How could he? I trusted him.

What a sick pathetic drunk I thought to myself. I leaned against the side of the building next to the bus and slid down.

I held my head trying to keep the tears in. I felt sick and used.

I heard someone from a far yelling my name.

"ROSE ROSE ROSE" it was Tony.

I laughed and stood up.

He walked closer to me, he could barley stand.

"Get away from me." I chuckled and started walking away.

"Rosie no no it's not what it looks like." he said slurring his words.

"No it's actually what it looks like. You used me. Look at yourself you're a fucking mess Tony. I thought you were a good guy." I shook my head.

"But you're not." I spat at him.

"Fine then go I don't need you I don't need anyone!" he yelled spreading his arms out.

I shook my head and walked away.

I looked back hoping Tony would stop me but he just kept walking back to the bus.

"Goodbye Tony." I whispered. And walked back to time square to meet with Marta.

I woke up the next morning f alone in my hotel room.

My eyes still burning from crying myself to sleep. I got up and looked out the window to the people busying the streets.

I made myself a cup of coffee and sat on the balcony and checked my phone.

Marta- Hey great time last night need to do it again! love ya!

Sarah- how's everything going?

716234291- come to Central Park at 3 today.

Who's number was that? I thought.. maybe it's the wrong one. I shook it off and got ready for the day.

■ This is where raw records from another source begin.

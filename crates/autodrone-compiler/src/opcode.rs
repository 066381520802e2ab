//! The instruction set.

use std::fmt;

use autodrone_core::{RelDir, TurnDir, Value};

/// One VM instruction: an opcode plus its originating source line
/// (0 when the source position is unknown).
#[derive(Clone, Debug, PartialEq)]
pub struct Instruction {
    /// The operation.
    pub op: Op,
    /// 1-based source line, 0 if unmapped.
    pub line: u32,
}

impl Instruction {
    /// Construct an instruction.
    pub fn new(op: Op, line: u32) -> Instruction {
        Instruction { op, line }
    }
}

/// The closed opcode set.
///
/// Action opcodes (`Move`, `Turn`, `Collect`, `Wait`) suspend the VM
/// and hand an action descriptor to the driver; everything else
/// manipulates the operand stack and instruction pointer in place.
#[derive(Clone, Debug, PartialEq)]
pub enum Op {
    /// Yield a move action.
    Move(RelDir),
    /// Yield a turn action.
    Turn(TurnDir),
    /// Yield a collect action.
    Collect,
    /// Yield a wait action for `n` ticks.
    Wait(u32),
    /// Pop a value and emit it as a LOG event.
    Log,
    /// Push a constant.
    Push(Value),
    /// Pop and discard.
    Pop,
    /// Push a read-only name's current value.
    Load(String),
    /// Call a built-in function with `argc` stacked arguments.
    Call {
        /// The function name, matched case-insensitively.
        name: String,
        /// How many arguments to pop.
        argc: usize,
    },
    /// Pop a record and push one of its fields.
    Member(String),
    /// Pop two, push their sum.
    Add,
    /// Pop two, push their difference.
    Sub,
    /// Pop two, push equality.
    Eq,
    /// Pop two, push inequality.
    Neq,
    /// Pop two, push less-than.
    Lt,
    /// Pop two, push greater-than.
    Gt,
    /// Pop two, push less-or-equal.
    Lte,
    /// Pop two, push greater-or-equal.
    Gte,
    /// Pop two, push logical and (by truthiness).
    And,
    /// Pop two, push logical or (by truthiness).
    Or,
    /// Pop one, push its negated truthiness.
    Not,
    /// Jump unconditionally.
    Jump(usize),
    /// Pop; jump when falsy.
    JumpIfFalse(usize),
    /// Pop; jump when truthy.
    JumpIfTrue(usize),
    /// Stop execution.
    Halt,
    /// Do nothing.
    Nop,
}

impl fmt::Display for Op {
    fn fmt(&self, f: &mut fmt::Formatter<'_>) -> fmt::Result {
        match self {
            Op::Move(dir) => write!(f, "MOVE {dir}"),
            Op::Turn(dir) => write!(f, "TURN {dir}"),
            Op::Collect => f.write_str("COLLECT"),
            Op::Wait(n) => write!(f, "WAIT {n}"),
            Op::Log => f.write_str("LOG"),
            Op::Push(v) => write!(f, "PUSH {v}"),
            Op::Pop => f.write_str("POP"),
            Op::Load(name) => write!(f, "LOAD {name}"),
            Op::Call { name, argc } => write!(f, "CALL {name}/{argc}"),
            Op::Member(prop) => write!(f, "MEMBER {prop}"),
            Op::Add => f.write_str("ADD"),
            Op::Sub => f.write_str("SUB"),
            Op::Eq => f.write_str("EQ"),
            Op::Neq => f.write_str("NEQ"),
            Op::Lt => f.write_str("LT"),
            Op::Gt => f.write_str("GT"),
            Op::Lte => f.write_str("LTE"),
            Op::Gte => f.write_str("GTE"),
            Op::And => f.write_str("AND"),
            Op::Or => f.write_str("OR"),
            Op::Not => f.write_str("NOT"),
            Op::Jump(addr) => write!(f, "JUMP {addr}"),
            Op::JumpIfFalse(addr) => write!(f, "JUMP_IF_FALSE {addr}"),
            Op::JumpIfTrue(addr) => write!(f, "JUMP_IF_TRUE {addr}"),
            Op::Halt => f.write_str("HALT"),
            Op::Nop => f.write_str("NOP"),
        }
    }
}
//! The rewind law: executing K ticks and rewinding K returns VM and
//! world to their pre-run state.

use autodrone::prelude::*;
use autodrone_test_utils::{crystal_corridor, open_corridor};

#[test]
fn rewind_everything_restores_initial_state() {
    let mut session = Session::new(
        crystal_corridor(),
        SyntaxFamily::Block,
        "move forward\nmove forward\ncollect",
        VmOptions::default(),
    )
    .unwrap();
    let initial_world = session.world().snapshot();

    session.start();
    let mut executed = 0usize;
    loop {
        let result = session.step().unwrap();
        if !matches!(result.state, ExecState::Running | ExecState::Paused) {
            break;
        }
        executed += 1;
    }
    // The final tick (the one that halted or was stopped) also counts.
    executed = session.vm().instruction_count() as usize;
    assert!(executed > 0);
    assert_eq!(session.world().status(), Status::Won);

    assert!(session.rewind(executed));
    assert_eq!(session.world().snapshot(), initial_world);
    assert_eq!(session.vm().ip(), 0);
    assert_eq!(session.vm().instruction_count(), 0);
    assert_eq!(session.vm().state(), ExecState::Paused);
    assert_eq!(session.world().status(), Status::Playing);
    assert_eq!(session.world().inventory().crystal, 0);
}

#[test]
fn rewind_one_then_replay_is_deterministic() {
    let source = "move forward\nturn left\nturn right\nmove forward\ncollect";
    let mut session = Session::new(
        crystal_corridor(),
        SyntaxFamily::Block,
        source,
        VmOptions::default(),
    )
    .unwrap();
    session.run_to_end().unwrap();
    let final_world = session.world().snapshot();

    // Undo the last three ticks, then replay them.
    assert!(session.rewind(3));
    assert_ne!(session.world().snapshot(), final_world);
    loop {
        let result = session.step().unwrap();
        if !matches!(result.state, ExecState::Running | ExecState::Paused) {
            break;
        }
    }
    assert_eq!(session.world().snapshot(), final_world);
}

#[test]
fn rewind_beyond_history_is_refused() {
    let mut session = Session::new(
        open_corridor(4),
        SyntaxFamily::Block,
        "move forward",
        VmOptions::default(),
    )
    .unwrap();
    session.start();
    session.step().unwrap();
    assert!(!session.rewind(10));
    // A refused rewind changes nothing.
    assert_eq!(session.vm().instruction_count(), 1);
}

#[test]
fn history_is_bounded_and_trimmed_from_front() {
    let mut options = VmOptions::default();
    options.history_capacity = 8;
    let mut session = Session::new(
        open_corridor(4),
        SyntaxFamily::Block,
        "loop 20: wait 0 end",
        options,
    )
    .unwrap();
    session.run_to_end().unwrap();
    assert!(session.vm().instruction_count() > 8);
    assert_eq!(session.vm().history_len(), 8);
    // Only the retained window is rewindable.
    assert!(!session.rewind(9));
    assert!(session.rewind(8));
}

#[test]
fn rewind_preserves_event_log() {
    let mut session = Session::new(
        crystal_corridor(),
        SyntaxFamily::Block,
        "log 1\nlog 2",
        VmOptions::default(),
    )
    .unwrap();
    session.run_to_end().unwrap();
    let events_before = session.vm().event_log().len();
    assert!(session.rewind(1));
    // Rewind emits a state change but removes nothing.
    assert!(session.vm().event_log().len() >= events_before);
}
//! Run scoring and improvement suggestions.
//!
//! The analyzer is a pure pass over a finished run: the terminal world
//! state, the VM's event log, and the level's reference numbers go in;
//! a score breakdown, a star rating, and suggestion strings come out.
//! Nothing here mutates anything.

#![deny(missing_docs)]
#![deny(rustdoc::broken_intra_doc_links)]
#![forbid(unsafe_code)]

pub mod score;
pub mod suggest;

pub use score::{stars, ScoreBreakdown};

use autodrone_vm::Event;
use autodrone_world::{Level, World};

/// The analyzer's verdict on one run.
#[derive(Clone, Debug, PartialEq, Eq)]
pub struct RunReport {
    /// Per-category points and the clamped total.
    pub score: ScoreBreakdown,
    /// Star rating, 0 through 5.
    pub stars: u32,
    /// Human-readable improvement suggestions, most important first.
    pub suggestions: Vec<String>,
}

/// Grade a finished run.
pub fn analyze(world: &World, events: &[Event], level: &Level) -> RunReport {
    let score = ScoreBreakdown::compute(world, level);
    let stars = stars(score.total);
    let suggestions = suggest::suggestions(world, events, &score, stars);
    RunReport {
        score,
        stars,
        suggestions,
    }
}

Still broken by what happened last night I got the motivation to go and walk around.

I haven't even known him for long.. but the night we spent together was magical I felt so alive.

I should have known it was to good to be true.

Just as I was stepping out of the hotel that number texted me again.

"Central Park 3. Be there Rosaline"

No one has called me that since like the 7th grade. I needed to go and figure who the hell this was.

Central Park was about a 10 minute walk from my hotel so I decided to just walk.

As I got closer I began to get nervous, after last night I'm so done with surprises.

I walked into the entrance and saw a man waiting to the side with a sign that said Rosalie.

"Are you miss Rosalie?" he said.

"Uh y-yes." I swallowed hard.

"Come this way, someone has planned something for you."

He guided me to the little pond they had at the park where it was private.

There I saw a table, plates, champagne and 2 chairs with a candle in the middle.

I couldn't breathe for a second, not just because it was super cold out that day either.

"There you are miss." the man said as he walked away.

I was standing in the middle of the park, alone and confused.

I heard a guitar start playing from the pavilion across the park.

"....heartbreak holiday here without you wo oh oh oh.."

I laughed to myself, "Heartbreak Holiday huh?"

I saw Tony walk up to me with his guitar and pulled me a seat next to him.

He was wearing a beanie with his glasses on with blue jeans and a sweater. This was different.

"Rosie.." he said putting the guitar down.

I looked down at the ground.

Everything was silent except for the sound of leaves made as the breeze hit

the trees.

"What" I said quietly, still looking at the ground.

"What happened lastnight I-" I interrupted him.

"I waited for you..I was worried about you I CARED about you." I said as I stood up.

"Please just sit back down." he said calmly.

"I never meant to hurt you Rosie," he said.

I rolled my eyes.

"Ya I know and you're sorry and you'll never do it again blah blah blah. Can I

go now? I spat.

"No. That's not it at all. That girl I sat next to at the bar the other night took my breath away. I never thought in my whole life id ever see someone so beautiful." he looked away smiling.

I wasn't buying it.

"I also saw the girl that brought me to life inside." he looked deep into my eyes.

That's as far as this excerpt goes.